### [Goal of the exercise]
The reply should be an exact transcription of every record.

### [Input material]
- - -

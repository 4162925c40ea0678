// SPDX-FileCopyrightText: 2026 Bruno Meilick
// SPDX-License-Identifier: LicenseRef-Matchtally-FreeUse-NoCopy-NoDerivatives
//
// All rights reserved.
//
// This file is part of Matchtally and is proprietary software.
// Unauthorized copying, modification, or distribution is prohibited.

use chrono::{DateTime, DurationRound, TimeDelta, Utc};

use super::ids::{CharacterId, MatchTypeId, RecordId, SessionId};
use super::selection::Outcome;

/// A saved match. Never edited after creation.
#[derive(Debug, Clone, PartialEq, Eq)]
pub struct MatchRecord {
    pub id: RecordId,
    pub parent: MatchTypeId,
    pub child: Option<MatchTypeId>,
    pub result: Outcome,
    pub characters: Vec<CharacterId>,
    pub timestamp: DateTime<Utc>,
    /// `None` only for records written before sessions were tracked.
    pub session: Option<SessionId>,
}

impl MatchRecord {
    pub fn belongs_to_session(&self, session: SessionId) -> bool {
        match self.session {
            Some(id) => id == session,
            None => self.timestamp.timestamp_millis() >= session.millis(),
        }
    }
}

/// Truncates to whole milliseconds, the precision records are stored with.
pub fn truncate_to_millis(instant: DateTime<Utc>) -> DateTime<Utc> {
    instant
        .duration_trunc(TimeDelta::milliseconds(1))
        .unwrap_or(instant)
}

/// Whether statistics and history cover every match or only the current session.
#[derive(Debug, Clone, Copy, PartialEq, Eq, Default)]
pub enum LogScope {
    #[default]
    AllTime,
    Session,
}

impl LogScope {
    pub fn as_str(self) -> &'static str {
        match self {
            Self::AllTime => "all-time",
            Self::Session => "session",
        }
    }

    pub fn parse(raw: &str) -> Option<Self> {
        match raw {
            "all-time" => Some(Self::AllTime),
            "session" => Some(Self::Session),
            _ => None,
        }
    }

    pub fn toggled(self) -> Self {
        match self {
            Self::AllTime => Self::Session,
            Self::Session => Self::AllTime,
        }
    }
}

/// Saved matches, newest first.
#[derive(Debug, Clone, Default, PartialEq, Eq)]
pub struct MatchLog {
    records: Vec<MatchRecord>,
}

impl MatchLog {
    /// Builds a log from records in any order; they are sorted newest first.
    pub fn from_records(records: Vec<MatchRecord>) -> Self {
        let mut log = Self { records };
        log.sort_newest_first();
        log
    }

    pub fn all(&self) -> &[MatchRecord] {
        &self.records
    }

    pub fn len(&self) -> usize {
        self.records.len()
    }

    pub fn is_empty(&self) -> bool {
        self.records.is_empty()
    }

    pub fn append(&mut self, record: MatchRecord) {
        self.records.insert(0, record);
    }

    pub fn remove_by_id(&mut self, id: RecordId) -> Option<MatchRecord> {
        let pos = self.records.iter().position(|r| r.id == id)?;
        Some(self.records.remove(pos))
    }

    /// Removes the newest record.
    pub fn undo_last(&mut self) -> Option<MatchRecord> {
        if self.records.is_empty() {
            return None;
        }
        Some(self.records.remove(0))
    }

    pub fn clear_all(&mut self) -> usize {
        let removed = self.records.len();
        self.records.clear();
        removed
    }

    pub fn filtered_by_session(&self, session: SessionId) -> impl Iterator<Item = &MatchRecord> {
        self.records
            .iter()
            .filter(move |record| record.belongs_to_session(session))
    }

    pub fn scoped(&self, scope: LogScope, session: SessionId) -> Vec<&MatchRecord> {
        match scope {
            LogScope::AllTime => self.records.iter().collect(),
            LogScope::Session => self.filtered_by_session(session).collect(),
        }
    }

    pub fn contains_id(&self, id: RecordId) -> bool {
        self.records.iter().any(|r| r.id == id)
    }

    pub fn contains_timestamp(&self, timestamp: DateTime<Utc>) -> bool {
        self.records.iter().any(|r| r.timestamp == timestamp)
    }

    /// Time-derived id, strictly greater than every id already in the log.
    pub fn next_record_id(&self, now: DateTime<Utc>) -> RecordId {
        let now_ms = u64::try_from(now.timestamp_millis()).unwrap_or(0);
        let next_free = self
            .records
            .iter()
            .map(|r| r.id.get())
            .max()
            .map_or(0, |max| max.saturating_add(1));
        RecordId::new(now_ms.max(next_free))
    }

    /// Adds records and restores newest-first order by timestamp.
    pub fn merge_sorted(&mut self, records: impl IntoIterator<Item = MatchRecord>) {
        self.records.extend(records);
        self.sort_newest_first();
    }

    fn sort_newest_first(&mut self) {
        self.records.sort_by(|a, b| b.timestamp.cmp(&a.timestamp));
    }
}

- - -

### [Task output]
repository 4162925c40ea0678
// SPDX-FileCopyrightText: 2026 Bruno Meilick
// SPDX-License-Identifier: LicenseRef-Matchtally-FreeUse-NoCopy-NoDerivatives
//
// All rights reserved.
//
// This file is part of Matchtally and is proprietary software.
// Unauthorized copying, modification, or distribution is prohibited.

use chrono::{DateTime, DurationRound, TimeDelta, Utc};

use super::ids::{CharacterId, MatchTypeId, RecordId, SessionId};
use super::selection::Outcome;

/// A saved match. Never edited after creation.
#[derive(Debug, Clone, PartialEq, Eq)]
pub struct MatchRecord {
    pub id: RecordId,
    pub parent: MatchTypeId,
    pub child: Option<MatchTypeId>,
    pub result: Outcome,
    pub characters: Vec<CharacterId>,
    pub timestamp: DateTime<Utc>,
    /// `None` only for records written before sessions were tracked.
    pub session: Option<SessionId>,
}

impl MatchRecord {
    pub fn belongs_to_session(&self, session: SessionId) -> bool {
        match self.session {
            Some(id) => id == session,
            None => self.timestamp.timestamp_millis() >= session.millis(),
        }
    }
}

/// Truncates to whole milliseconds, the precision records are stored with.
pub fn truncate_to_millis(instant: DateTime<Utc>) -> DateTime<Utc> {
    instant
        .duration_trunc(TimeDelta::milliseconds(1))
        .unwrap_or(instant)
}

/// Whether statistics and history cover every match or only the current session.
#[derive(Debug, Clone, Copy, PartialEq, Eq, Default)]
pub enum LogScope {
    #[default]
    AllTime,
    Session,
}

impl LogScope {
    pub fn as_str(self) -> &'static str {
        match self {
            Self::AllTime => "all-time",
            Self::Session => "session",
        }
    }

    pub fn parse(raw: &str) -> Option<Self> {
        match raw {
            "all-time" => Some(Self::AllTime),
            "session" => Some(Self::Session),
            _ => None,
        }
    }

    pub fn toggled(self) -> Self {
        match self {
            Self::AllTime => Self::Session,
            Self::Session => Self::AllTime,
        }
    }
}

/// Saved matches, newest first.
#[derive(Debug, Clone, Default, PartialEq, Eq)]
pub struct MatchLog {
    records: Vec<MatchRecord>,
}

impl MatchLog {
    /// Builds a log from records in any order; they are sorted newest first.
    pub fn from_records(records: Vec<MatchRecord>) -> Self {
        let mut log = Self { records };
        log.sort_newest_first();
        log
    }

    pub fn all(&self) -> &[MatchRecord] {
        &self.records
    }

    pub fn len(&self) -> usize {
        self.records.len()
    }

    pub fn is_empty(&self) -> bool {
        self.records.is_empty()
    }

    pub fn append(&mut self, record: MatchRecord) {
        self.records.insert(0, record);
    }

    pub fn remove_by_id(&mut self, id: RecordId) -> Option<MatchRecord> {
        let pos = self.records.iter().position(|r| r.id == id)?;
        Some(self.records.remove(pos))
    }

    /// Removes the newest record.
    pub fn undo_last(&mut self) -> Option<MatchRecord> {
        if self.records.is_empty() {
            return None;
        }
        Some(self.records.remove(0))
    }

    pub fn clear_all(&mut self) -> usize {
        let removed = self.records.len();
        self.records.clear();
        removed
    }

    pub fn filtered_by_session(&self, session: SessionId) -> impl Iterator<Item = &MatchRecord> {
        self.records
            .iter()
            .filter(move |record| record.belongs_to_session(session))
    }

    pub fn scoped(&self, scope: LogScope, session: SessionId) -> Vec<&MatchRecord> {
        match scope {
            LogScope::AllTime => self.records.iter().collect(),
            LogScope::Session => self.filtered_by_session(session).collect(),
        }
    }

    pub fn contains_id(&self, id: RecordId) -> bool {
        self.records.iter().any(|r| r.id == id)
    }

    pub fn contains_timestamp(&self, timestamp: DateTime<Utc>) -> bool {
        self.records.iter().any(|r| r.timestamp == timestamp)
    }

    /// Time-derived id, strictly greater than every id already in the log.
    pub fn next_record_id(&self, now: DateTime<Utc>) -> RecordId {
        let now_ms = u64::try_from(now.timestamp_millis()).unwrap_or(0);
        let next_free = self
            .records
            .iter()
            .map(|r| r.id.get())
            .max()
            .map_or(0, |max| max.saturating_add(1));
        RecordId::new(now_ms.max(next_free))
    }

    /// Adds records and restores newest-first order by timestamp.
    pub fn merge_sorted(&mut self, records: impl IntoIterator<Item = MatchRecord>) {
        self.records.extend(records);
        self.sort_newest_first();
    }

    fn sort_newest_first(&mut self) {
        self.records.sort_by(|a, b| b.timestamp.cmp(&a.timestamp));
    }
}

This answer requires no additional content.